Then, as now, Noh is filled with beautiful moments when memory is exalted, and the soul saved. The texts are central to the aesthetic beauty of the play, and actors and acting traditions throughout the four eras since the first Noh was performed seek to reinterpret, even reform plays to their ideals. In the Muromachi era when Zeami and those who followed him were both actors and writers, a privileged class of consumers of the art, the military class--both employed and unemployed, patronized actors, encouraged them to write plays that would be well received, and often took Noh players to bed. Actors in this era were an unprivileged class. Many of their plays give witness to men like themselves who were at home in the marketplace where they drank sake and then went to make love in the surrounding fields. Matsumushi is an anonymous play but a good one, because it deals with men who may have been friends of actors, not patrons. For their patrons, witnessing Matsumushi and enjoying the eternal love of two commoners, might have exalted the actors in the eyes of their audience. Because Matsumushi so obviously restores the appeal of same sex relationships, actors easily became samurai, shogunal lovers. These actors were rewarded both for their drama, and for their good looks and character. The stories of Zeami Motokiyo as shogunal lover to the Ashikaga are well known. Kagetsu, though ostensibly a play about the reunion of a long, lost son with his father, is really a story about how a young and beautiful boy found his way as a boy lover to priests who then taught him the arts of music, dance, and repartee, and who has, by the current time of the play, become a free agent for his skills.
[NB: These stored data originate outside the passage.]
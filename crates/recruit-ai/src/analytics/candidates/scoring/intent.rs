use chrono::NaiveDate;

use super::super::domain::IntentInput;
use super::config::IntentScoreConfig;
use super::IntentScore;

pub(crate) fn score_intent(
    input: &IntentInput,
    today: NaiveDate,
    config: &IntentScoreConfig,
) -> IntentScore {
    // Whole days between "today" and the last application. A future
    // last-applied date makes this negative, which pushes recency above the
    // base; only the lower bound is enforced.
    let days_since_last = (today - input.last_applied).num_days();
    let recency = (config.recency_base - days_since_last).max(0) as f64;

    let resume = if input.resume_updated {
        config.updated_resume_score
    } else {
        config.stale_resume_score
    };

    let frequency =
        (f64::from(input.times_applied) * config.points_per_application).min(config.frequency_cap);

    // Percent weights keep the weighted sum exact for integer-valued
    // sub-scores, so the rounded total matches the historical outputs.
    let weighted = recency * f64::from(config.recency_weight_pct)
        + resume * f64::from(config.resume_weight_pct)
        + frequency * f64::from(config.frequency_weight_pct);
    let total = round_to_tenth(weighted / 100.0);

    IntentScore {
        recency,
        resume,
        frequency,
        total,
    }
}

fn round_to_tenth(value: f64) -> f64 {
    (value * 10.0).round() / 10.0
}
use crate::analytics::candidates::service::AnalyticsServiceError;
use crate::analytics::feeds::FeedIngestError;
use crate::config::ConfigError;
use crate::telemetry::TelemetryError;
use axum::http::StatusCode;
use axum::response::{IntoResponse, Response};
use axum::Json;
use serde_json::json;
use std::fmt;

#[derive(Debug)]
pub enum AppError {
    Config(ConfigError),
    Telemetry(TelemetryError),
    Io(std::io::Error),
    Server(axum::Error),
    Analytics(AnalyticsServiceError),
}

impl fmt::Display for AppError {
    fn fmt(&self, f: &mut fmt::Formatter<'_>) -> fmt::Result {
        match self {
            AppError::Config(err) => write!(f, "configuration error: {}", err),
            AppError::Telemetry(err) => write!(f, "telemetry error: {}", err),
            AppError::Io(err) => write!(f, "io error: {}", err),
            AppError::Server(err) => write!(f, "server error: {}", err),
            AppError::Analytics(err) => write!(f, "analytics error: {}", err),
        }
    }
}

impl std::error::Error for AppError {
    fn source(&self) -> Option<&(dyn std::error::Error + 'static)> {
        match self {
            AppError::Config(err) => Some(err),
            AppError::Telemetry(err) => Some(err),
            AppError::Io(err) => Some(err),
            AppError::Server(err) => Some(err),
            AppError::Analytics(err) => Some(err),
        }
    }
}

impl IntoResponse for AppError {
    fn into_response(self) -> Response {
        let status = match &self {
            AppError::Analytics(AnalyticsServiceError::Ingest(_)) => StatusCode::BAD_REQUEST,
            AppError::Analytics(AnalyticsServiceError::UnknownCandidate(_)) => {
                StatusCode::NOT_FOUND
            }
            AppError::Analytics(_)
            | AppError::Config(_)
            | AppError::Telemetry(_)
            | AppError::Io(_)
            | AppError::Server(_) => StatusCode::INTERNAL_SERVER_ERROR,
        };

        let body = Json(json!({ "error": self.to_string() }));
        (status, body).into_response()
    }
}

impl From<ConfigError> for AppError {
    fn from(value: ConfigError) -> Self {
        Self::Config(value)
    }
}

impl From<TelemetryError> for AppError {
    fn from(value: TelemetryError) -> Self {
        Self::Telemetry(value)
    }
}

impl From<std::io::Error> for AppError {
    fn from(value: std::io::Error) -> Self {
        Self::Io(value)
    }
}

impl From<axum::Error> for AppError {
    fn from(value: axum::Error) -> Self {
        Self::Server(value)
    }
}

impl From<AnalyticsServiceError> for AppError {
    fn from(value: AnalyticsServiceError) -> Self {
        Self::Analytics(value)
    }
}

impl From<FeedIngestError> for AppError {
    fn from(value: FeedIngestError) -> Self {
        Self::Analytics(AnalyticsServiceError::Ingest(value))
    }
}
Kagetsu is the epitome of the male prostitute, as entertainer and actor, of the Muromachi era. He is a very talented dancer. His name Florimund in my English translation is the name of the Prince in The Sleeping Beauty ballet. As many of the principal male dancers in the Russian ballet had same sex lovers, so does Kagetsu outside of the play text. All consumers of the Noh in the Muromachi enjoyed stories of beautiful boys.
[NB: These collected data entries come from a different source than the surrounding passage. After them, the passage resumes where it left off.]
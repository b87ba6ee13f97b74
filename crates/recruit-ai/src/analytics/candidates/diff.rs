use serde::{Deserialize, Serialize};

use super::domain::{CandidateSnapshot, ExperienceBucket};

/// One material difference between two snapshots of the same candidate.
#[derive(Debug, Clone, PartialEq, Eq, Serialize, Deserialize)]
#[serde(rename_all = "snake_case")]
pub enum ResumeChange {
    SkillsAdded(Vec<String>),
    SkillsRemoved(Vec<String>),
    ExperienceUpdated {
        from: ExperienceBucket,
        to: ExperienceBucket,
    },
    RoleChanged {
        from: String,
        to: String,
    },
}

impl ResumeChange {
    pub fn summary(&self) -> String {
        match self {
            ResumeChange::SkillsAdded(skills) => {
                format!("Skills added: {}", skills.join(", "))
            }
            ResumeChange::SkillsRemoved(skills) => {
                format!("Skills removed: {}", skills.join(", "))
            }
            ResumeChange::ExperienceUpdated { from, to } => {
                format!("Experience updated: {} → {}", from.label(), to.label())
            }
            ResumeChange::RoleChanged { from, to } => {
                format!("Role changed: {} → {}", from, to)
            }
        }
    }
}

/// Compares two chronologically ordered snapshots and lists what changed, in
/// a fixed order: skills added, skills removed, experience bucket, role.
/// Callers must supply snapshots for the same candidate with `previous` older
/// than `latest`; candidates with fewer than two applications never reach
/// this function.
///
/// Skill listings come out alphabetically because snapshots keep skills in a
/// sorted set. Raw experience years and education are not compared.
pub fn diff_snapshots(previous: &CandidateSnapshot, latest: &CandidateSnapshot) -> Vec<ResumeChange> {
    let mut changes = Vec::new();

    if previous.skills != latest.skills {
        let added: Vec<String> = latest.skills.difference(&previous.skills).cloned().collect();
        let removed: Vec<String> = previous.skills.difference(&latest.skills).cloned().collect();
        if !added.is_empty() {
            changes.push(ResumeChange::SkillsAdded(added));
        }
        if !removed.is_empty() {
            changes.push(ResumeChange::SkillsRemoved(removed));
        }
    }

    if previous.experience_bucket != latest.experience_bucket {
        changes.push(ResumeChange::ExperienceUpdated {
            from: previous.experience_bucket,
            to: latest.experience_bucket,
        });
    }

    if previous.current_role != latest.current_role {
        changes.push(ResumeChange::RoleChanged {
            from: previous.current_role.clone(),
            to: latest.current_role.clone(),
        });
    }

    changes
}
In the Edo Period, the second of the greatest eras of purveyors and consumers of Noh, great acting families grew into distinct acting traditions with specific plays privatized to their house style. Noh took on a more specific canonical role as an entertainment for the shogunal and samurai class. It legitimized the neoclassical stance of the kokugakusha, the nativists, and others who touted Japanese classical literature over a newfound interest in continental Chinese writers. At the same time, however, newer theatrical performances by manipulated puppets, and then by professional actors took over the intimate exchange of art and sex that had once been the sole purvey of Zeami and his successors. Noh became ‘high art.’ 
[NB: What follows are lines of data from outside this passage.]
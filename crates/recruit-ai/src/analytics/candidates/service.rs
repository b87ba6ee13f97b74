use std::collections::BTreeSet;
use std::io::Read;
use std::path::Path;
use std::sync::{Arc, Mutex};

use chrono::NaiveDate;
use rand::rngs::StdRng;
use tracing::info;

use super::dedupe::{DuplicateMatcher, DuplicatePair, MatchWeights};
use super::diff::diff_snapshots;
use super::domain::CandidateApplication;
use super::enrichment::SnapshotEnricher;
use super::report::summary;
use super::report::views::{
    CandidateMatchView, CandidateRosterEntry, DashboardOverview, IngestSummary,
    RepeatApplicantReport, ResumeChangesView, SkillAlignmentView,
};
use super::repository::{ApplicationStore, StoreError};
use super::scoring::{IntentScoreConfig, IntentScorer};
use super::search::{self, LookupQuery, SegmentFilter};
use crate::analytics::feeds::{FeedIngestError, FeedIngestor};

/// Dials for the analytics service: scoring weights, duplicate weights, the
/// enrichment seed, and the repeat-applicant recency window.
#[derive(Debug, Clone)]
pub struct AnalyticsConfig {
    pub intent: IntentScoreConfig,
    pub match_weights: MatchWeights,
    pub enrichment_seed: u64,
    pub recent_window_days: i64,
}

impl Default for AnalyticsConfig {
    fn default() -> Self {
        Self {
            intent: IntentScoreConfig::default(),
            match_weights: MatchWeights::default(),
            enrichment_seed: 42,
            recent_window_days: 180,
        }
    }
}

/// Facade composing feed ingestion, enrichment, the store, and the scoring,
/// diffing, and matching engines. Every time-sensitive operation takes an
/// explicit `today`.
pub struct CandidateAnalyticsService<S> {
    store: Arc<S>,
    scorer: IntentScorer,
    matcher: DuplicateMatcher,
    enricher: Mutex<SnapshotEnricher<StdRng>>,
    recent_window_days: i64,
}

impl<S> CandidateAnalyticsService<S>
where
    S: ApplicationStore + 'static,
{
    pub fn new(store: Arc<S>, config: AnalyticsConfig) -> Self {
        Self {
            store,
            scorer: IntentScorer::new(config.intent),
            matcher: DuplicateMatcher::new(config.match_weights),
            enricher: Mutex::new(SnapshotEnricher::seeded(config.enrichment_seed)),
            recent_window_days: config.recent_window_days,
        }
    }

    /// Ingest one feed payload, enriching each record before it is stored.
    pub fn ingest_reader<R: Read>(
        &self,
        reader: R,
        source_system: &str,
    ) -> Result<IngestSummary, AnalyticsServiceError> {
        let records = FeedIngestor::from_reader(reader, source_system)?;
        self.store_enriched(source_system, records)
    }

    /// Ingest every feed in a sources directory.
    pub fn ingest_dir<P: AsRef<Path>>(
        &self,
        dir: P,
    ) -> Result<IngestSummary, AnalyticsServiceError> {
        let dir = dir.as_ref();
        let records = FeedIngestor::from_dir(dir)?;
        self.store_enriched(&dir.display().to_string(), records)
    }

    fn store_enriched(
        &self,
        source_system: &str,
        records: Vec<super::domain::ApplicationRecord>,
    ) -> Result<IngestSummary, AnalyticsServiceError> {
        let enriched: Vec<CandidateApplication> = {
            let mut enricher = self
                .enricher
                .lock()
                .unwrap_or_else(|poisoned| poisoned.into_inner());
            records
                .into_iter()
                .map(|record| enricher.enrich(record))
                .collect()
        };

        let records_ingested = self.store.append(enriched)?;
        let total_records = self.store.count()?;
        info!(source = source_system, records = records_ingested, "feed ingested");

        Ok(IngestSummary {
            source_system: source_system.to_string(),
            records_ingested,
            total_records,
        })
    }

    /// Headline KPIs plus the per-candidate roster.
    pub fn overview(&self) -> Result<DashboardOverview, AnalyticsServiceError> {
        let applications = self.store.all()?;
        Ok(DashboardOverview {
            summary: summary::dashboard_summary(&applications),
            roster: summary::roster(&applications),
        })
    }

    /// Roster filtered by education and experience segments.
    pub fn segments(
        &self,
        filter: &SegmentFilter,
    ) -> Result<Vec<CandidateRosterEntry>, AnalyticsServiceError> {
        let applications = self.store.all()?;
        Ok(search::filter_roster(
            summary::roster(&applications),
            filter,
        ))
    }

    /// Repeat applicants split into recent/older partitions and ranked by
    /// intent score.
    pub fn repeat_applicants(
        &self,
        today: NaiveDate,
    ) -> Result<RepeatApplicantReport, AnalyticsServiceError> {
        let applications = self.store.all()?;
        Ok(summary::repeat_applicants(
            &applications,
            &self.scorer,
            today,
            self.recent_window_days,
        ))
    }

    /// Diff of the candidate's last two snapshots by application date. A
    /// single application on record yields an empty change list rather than
    /// an error; an unknown email is an error.
    pub fn resume_changes(&self, email: &str) -> Result<ResumeChangesView, AnalyticsServiceError> {
        let mut history = self.store.by_email(email)?;
        if history.is_empty() {
            return Err(AnalyticsServiceError::UnknownCandidate(email.to_string()));
        }
        history.sort_by_key(|app| app.record.application_date);

        let full_name = history[0].record.full_name.clone();
        let applications = history.len();

        let changes = if applications < 2 {
            Vec::new()
        } else {
            let previous = &history[applications - 2].snapshot;
            let latest = &history[applications - 1].snapshot;
            diff_snapshots(previous, latest)
                .iter()
                .map(|change| change.summary())
                .collect()
        };

        Ok(ResumeChangesView {
            email: email.to_string(),
            full_name,
            applications,
            changes,
        })
    }

    /// Ranks applicants for one job by required-skill overlap.
    pub fn skill_alignment(
        &self,
        job_id: &str,
        required: &BTreeSet<String>,
    ) -> Result<SkillAlignmentView, AnalyticsServiceError> {
        let applications = self.store.all()?;
        Ok(search::skill_alignment(&applications, job_id, required))
    }

    /// Substring lookup over name/email/phone/job id.
    pub fn lookup(
        &self,
        query: &LookupQuery,
    ) -> Result<Vec<CandidateMatchView>, AnalyticsServiceError> {
        let applications = self.store.all()?;
        Ok(search::lookup(&applications, query))
    }

    /// Pairwise duplicate scan over every stored application record.
    pub fn duplicates(&self) -> Result<Vec<DuplicatePair>, AnalyticsServiceError> {
        let applications = self.store.all()?;
        let records: Vec<_> = applications.into_iter().map(|app| app.record).collect();
        Ok(self.matcher.scan(&records))
    }
}

/// Error raised by the analytics service.
#[derive(Debug, thiserror::Error)]
pub enum AnalyticsServiceError {
    #[error(transparent)]
    Ingest(#[from] FeedIngestError),
    #[error(transparent)]
    Store(#[from] StoreError),
    #[error("no applications on record for {0}")]
    UnknownCandidate(String),
}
Whereas the actors and playwrights of an earlier era had the precedent of clawing their way up the social ladder from waifs, to chigo or boys who were engaged in Buddhist temples for the sexual satisfaction of priests, to private troupes for the Shogunal authorities, the social agenda of the Edo schools of Noh was quite different. A play such as Kanehira, based on characters and incidents drawn from The Tale of the Heike from the 13th century, helped to maintain a myth of the nobility of the warrior class and might have been a staple of regular performances for the pleasure of the Edo shoguns, for example. Because of the time lag between the active roles of the Minamoto warriors in the 12th century historical narrative and the mostly unemployed and idle samurai class in Edo and Osaka of the time, Yoshinaka and his friend Imai Kanehira, in the play male lovers who promised to die together, might have been an entertaining ideal state of Bushido, a state of mind enacted on the battlefield, but kept as an emotional modus operandi when the sword was laid down. Kanehira in performance restores the ideal of the strong warrior, and reinforces the prevalence of sympathy for the fallen hero among Japanese audiences. Both Kiso and Kanehira are from the winning side in the war, but choose a form of liebestod, a love death, rather than commit suicide in the face of the enemy. Kanehira continues to appeal in performace to this day, despite the same sex vows the two men take before their deaths.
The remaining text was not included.